Johnson & Johnson (J&J) has extended its previously announced cash tender offer, through its wholly-owned subsidiary, Maple Merger Sub, Inc, for all outstanding shares of common stock of Mentor Corporation until 5:00 p.m. (Eastern time), on January 16, 2009, unless further extended. The tender offer was originally scheduled to expire at 12:00 midnight (Eastern time), on January 12, 2009. All other terms and conditions of the tender offer remain unchanged.

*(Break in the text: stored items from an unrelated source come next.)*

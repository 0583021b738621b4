use std::sync::atomic::{AtomicBool, Ordering};
use std::sync::{Arc, Mutex, OnceLock, PoisonError};
use std::time::Duration;

use tokio::task::JoinHandle;
use tokio::time::{Instant, sleep};
use tokio_util::sync::CancellationToken;
use tracing::{debug, info, warn};
use uuid::Uuid;

use crate::backend::SyncBackend;
use crate::error::SyncError;
use crate::registry;

/// Timing configuration for a [`LeaderElection`].
#[derive(Debug, Clone)]
pub struct LeaderElectionConfig {
    /// TTL of the leadership lease held in the backend.
    pub lease_duration: Duration,
    /// Heartbeat interval while leading. Must stay below half the lease so
    /// one lost heartbeat does not drop it.
    pub renew_interval: Duration,
    /// Pause between attempts while another node leads.
    pub retry_interval: Duration,
}

impl Default for LeaderElectionConfig {
    fn default() -> Self {
        Self {
            lease_duration: Duration::from_secs(15),
            renew_interval: Duration::from_secs(5),
            retry_interval: Duration::from_secs(5),
        }
    }
}

impl LeaderElectionConfig {
    /// Validate the interval relationships.
    ///
    /// # Errors
    ///
    /// Returns [`SyncError::SettingsValidation`] naming the offending
    /// fields.
    pub fn validate(&self) -> Result<(), SyncError> {
        let mut keys = Vec::new();
        if self.lease_duration.is_zero() {
            keys.push("lease_duration".to_owned());
        }
        if self.retry_interval.is_zero() {
            keys.push("retry_interval".to_owned());
        }
        if self.renew_interval.is_zero() || self.renew_interval >= self.lease_duration / 2 {
            keys.push("renew_interval".to_owned());
        }
        if keys.is_empty() {
            Ok(())
        } else {
            Err(SyncError::SettingsValidation {
                reason: "renew_interval must be positive and below half the lease".into(),
                keys,
            })
        }
    }
}

#[derive(Debug, Default)]
struct LeaderShared {
    is_leader: AtomicBool,
    last_renewal: Mutex<Option<Instant>>,
}

/// Continuously contends for a named leadership lease on behalf of one node.
///
/// The identity token is minted once at construction and survives backend
/// reconnects. The handle is cheaply cloneable; clones observe the same
/// leadership state, so one clone can run the loop while others answer
/// "am I leader?". Consumers must re-check [`is_leader`](Self::is_leader)
/// inside their critical section: leadership observed before an await point
/// may be gone after it.
#[derive(Clone)]
pub struct LeaderElection {
    name: String,
    token: String,
    config: LeaderElectionConfig,
    backend: OnceLock<Arc<dyn SyncBackend>>,
    shared: Arc<LeaderShared>,
}

impl LeaderElection {
    /// Create an election resolving its backend from the registry at first
    /// use.
    ///
    /// # Errors
    ///
    /// Returns [`SyncError::SettingsValidation`] when the configured
    /// intervals are inconsistent.
    pub fn new(name: impl Into<String>, config: LeaderElectionConfig) -> Result<Self, SyncError> {
        config.validate()?;
        Ok(Self {
            name: name.into(),
            token: Uuid::new_v4().simple().to_string(),
            config,
            backend: OnceLock::new(),
            shared: Arc::new(LeaderShared::default()),
        })
    }

    /// Create an election pinned to an explicit backend.
    ///
    /// # Errors
    ///
    /// Returns [`SyncError::SettingsValidation`] when the configured
    /// intervals are inconsistent.
    pub fn with_backend(
        name: impl Into<String>,
        config: LeaderElectionConfig,
        backend: Arc<dyn SyncBackend>,
    ) -> Result<Self, SyncError> {
        let election = Self::new(name, config)?;
        let _ = election.backend.set(backend);
        Ok(election)
    }

    /// The contested lease name.
    pub fn name(&self) -> &str {
        &self.name
    }

    /// This node's identity token.
    pub fn token(&self) -> &str {
        &self.token
    }

    /// Whether this node currently believes it is the leader.
    pub fn is_leader(&self) -> bool {
        self.shared.is_leader.load(Ordering::Acquire)
    }

    /// When the lease was last successfully acquired or renewed.
    pub fn last_renewal(&self) -> Option<Instant> {
        *self
            .shared
            .last_renewal
            .lock()
            .unwrap_or_else(PoisonError::into_inner)
    }

    fn backend(&self) -> Result<Arc<dyn SyncBackend>, SyncError> {
        if let Some(backend) = self.backend.get() {
            return Ok(backend.clone());
        }
        let backend = registry::get_lock_backend()?;
        let _ = self.backend.set(backend.clone());
        Ok(backend)
    }

    fn update_leadership(&self, acquired: bool) {
        if acquired {
            *self
                .shared
                .last_renewal
                .lock()
                .unwrap_or_else(PoisonError::into_inner) = Some(Instant::now());
        }
        let was_leader = self.shared.is_leader.swap(acquired, Ordering::AcqRel);
        if was_leader != acquired {
            if acquired {
                info!(group = %self.name, token = %self.token, "leadership acquired");
            } else {
                info!(group = %self.name, token = %self.token, "leadership lost");
            }
        }
    }

    /// Run the election loop until `cancel` fires.
    ///
    /// Backend failures are logged and retried on the next beat; they never
    /// end the loop. Cancellation clears leadership, attempts one
    /// best-effort release, and returns.
    pub async fn run(&self, cancel: CancellationToken) {
        let backend = match self.backend() {
            Ok(backend) => backend,
            Err(error) => {
                warn!(group = %self.name, %error, "leader election cannot start");
                return;
            }
        };

        loop {
            let attempt = tokio::select! {
                () = cancel.cancelled() => break,
                result = backend.acquire(&self.name, &self.token, self.config.lease_duration) => result,
            };

            let acquired = match attempt {
                Ok(acquired) => acquired,
                Err(error) => {
                    warn!(group = %self.name, %error, "leader election backend call failed, retrying");
                    false
                }
            };
            self.update_leadership(acquired);

            let pause = if acquired {
                self.config.renew_interval
            } else {
                self.config.retry_interval
            };
            tokio::select! {
                () = cancel.cancelled() => break,
                () = sleep(pause) => {}
            }
        }

        self.update_leadership(false);
        if let Err(error) = backend.release(&self.name, &self.token).await {
            debug!(group = %self.name, %error, "best-effort release on shutdown failed");
        }
    }

    /// Spawn [`run`](Self::run) on the ambient runtime.
    pub fn spawn(&self) -> LeaderElectionHandle {
        let cancel = CancellationToken::new();
        let election = self.clone();
        let child = cancel.clone();
        let join = tokio::spawn(async move { election.run(child).await });
        LeaderElectionHandle { cancel, join }
    }
}

impl std::fmt::Debug for LeaderElection {
    fn fmt(&self, f: &mut std::fmt::Formatter<'_>) -> std::fmt::Result {
        f.debug_struct("LeaderElection")
            .field("name", &self.name)
            .field("token", &self.token)
            .field("is_leader", &self.is_leader())
            .finish_non_exhaustive()
    }
}

/// Handle for a spawned election loop.
#[derive(Debug)]
pub struct LeaderElectionHandle {
    cancel: CancellationToken,
    join: JoinHandle<()>,
}

impl LeaderElectionHandle {
    /// Request shutdown without waiting for it.
    pub fn cancel(&self) {
        self.cancel.cancel();
    }

    /// Request shutdown and wait for the loop to finish its teardown.
    pub async fn shutdown(self) {
        self.cancel.cancel();
        let _ = self.join.await;
    }
}

#[cfg(test)]
mod tests {
    use super::*;
    use crate::memory::MemorySyncBackend;

    fn fast_config() -> LeaderElectionConfig {
        LeaderElectionConfig {
            lease_duration: Duration::from_millis(300),
            renew_interval: Duration::from_millis(50),
            retry_interval: Duration::from_millis(50),
        }
    }

    async fn open_backend() -> Arc<MemorySyncBackend> {
        let backend = MemorySyncBackend::new(false);
        backend.open().await.expect("open should succeed");
        backend
    }

    async fn wait_for(deadline: Duration, mut condition: impl FnMut() -> bool) -> bool {
        let give_up = Instant::now() + deadline;
        while Instant::now() < give_up {
            if condition() {
                return true;
            }
            sleep(Duration::from_millis(10)).await;
        }
        condition()
    }

    #[test]
    fn config_validation() {
        assert!(LeaderElectionConfig::default().validate().is_ok());

        let too_slow_lease = LeaderElectionConfig {
            lease_duration: Duration::from_millis(80),
            renew_interval: Duration::from_millis(50),
            retry_interval: Duration::from_millis(50),
        };
        let err = too_slow_lease.validate().expect_err("renew must be < lease/2");
        assert!(err.to_string().contains("renew_interval"));

        let zero_retry = LeaderElectionConfig {
            retry_interval: Duration::ZERO,
            ..LeaderElectionConfig::default()
        };
        assert!(zero_retry.validate().is_err());
    }

    #[tokio::test(flavor = "multi_thread")]
    async fn single_node_becomes_leader_and_steps_down() {
        let backend = open_backend().await;
        let election =
            LeaderElection::with_backend("cluster", fast_config(), backend.clone()).unwrap();

        let handle = election.spawn();
        assert!(
            wait_for(Duration::from_secs(2), || election.is_leader()).await,
            "node should become leader"
        );
        assert!(election.last_renewal().is_some());
        assert!(backend.locked("cluster").await.unwrap());

        handle.shutdown().await;
        assert!(!election.is_leader());
        // Shutdown released the lease instead of waiting for expiry.
        assert!(!backend.locked("cluster").await.unwrap());
    }

    #[tokio::test(flavor = "multi_thread")]
    async fn exactly_one_leader_with_failover() {
        let backend = open_backend().await;
        let first =
            LeaderElection::with_backend("cluster", fast_config(), backend.clone()).unwrap();
        let second =
            LeaderElection::with_backend("cluster", fast_config(), backend.clone()).unwrap();

        let first_handle = first.spawn();
        let second_handle = second.spawn();

        assert!(
            wait_for(Duration::from_secs(2), || first.is_leader() || second.is_leader()).await,
            "one node should become leader"
        );

        // Steady state: never both at once.
        for _ in 0..10 {
            assert!(
                !(first.is_leader() && second.is_leader()),
                "both nodes claim leadership"
            );
            sleep(Duration::from_millis(20)).await;
        }

        let (leader_handle, follower, follower_handle) = if first.is_leader() {
            (first_handle, &second, second_handle)
        } else {
            (second_handle, &first, first_handle)
        };

        leader_handle.shutdown().await;

        // The survivor takes over within retry_interval + lease.
        assert!(
            wait_for(Duration::from_millis(400), || follower.is_leader()).await,
            "survivor should take over leadership"
        );

        follower_handle.shutdown().await;
    }

    #[tokio::test(flavor = "multi_thread")]
    async fn backend_errors_are_retried() {
        let backend = open_backend().await;
        let election =
            LeaderElection::with_backend("cluster", fast_config(), backend.clone()).unwrap();

        // Close the backend under the running election: acquires now fail.
        let handle = election.spawn();
        assert!(wait_for(Duration::from_secs(2), || election.is_leader()).await);

        backend.close().await.unwrap();
        assert!(
            wait_for(Duration::from_secs(2), || !election.is_leader()).await,
            "leadership should drop while the backend is unavailable"
        );

        // Once the backend recovers the loop re-acquires on its own.
        backend.open().await.unwrap();
        assert!(
            wait_for(Duration::from_secs(2), || election.is_leader()).await,
            "leadership should recover with the backend"
        );

        handle.shutdown().await;
    }

    #[tokio::test]
    async fn missing_registry_backend_ends_run() {
        let _guard = crate::registry::test_guard();
        crate::registry::clear();

        let election = LeaderElection::new("cluster", fast_config()).unwrap();
        // Returns immediately instead of spinning without a backend.
        election.run(CancellationToken::new()).await;
        assert!(!election.is_leader());
    }
}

The condition of the tender offer relating to the Hart-Scott-Rodino Antitrust Improvements Act has been satisfied. Other regulatory clearances required for the closing of the tender offer remain pending and Johnson & Johnson anticipates receipt of those clearances on or prior to January 15, 2009. Accordingly, Johnson & Johnson has extended the tender offer to reflect this timetable.
The depositary for the tender offer has advised Johnson & Johnson that, as of 12:00 p.m. (Eastern time), a total of 609,983 shares of Mentor common stock were validly tendered and not withdrawn (none of which are subject to guaranteed delivery procedures), representing approximately 1.8 per cent of Mentor's outstanding common stock.
Upon the successful closing of the tender offer, shareholders of Mentor will receive $31.00 in cash for each share of Mentor common stock tendered in the tender offer, without interest and less any required withholding taxes. Following the completion of the acquisition, it is expected that Mentor will operate as a stand-alone business unit reporting through Ethicon, Inc, a Johnson & Johnson company.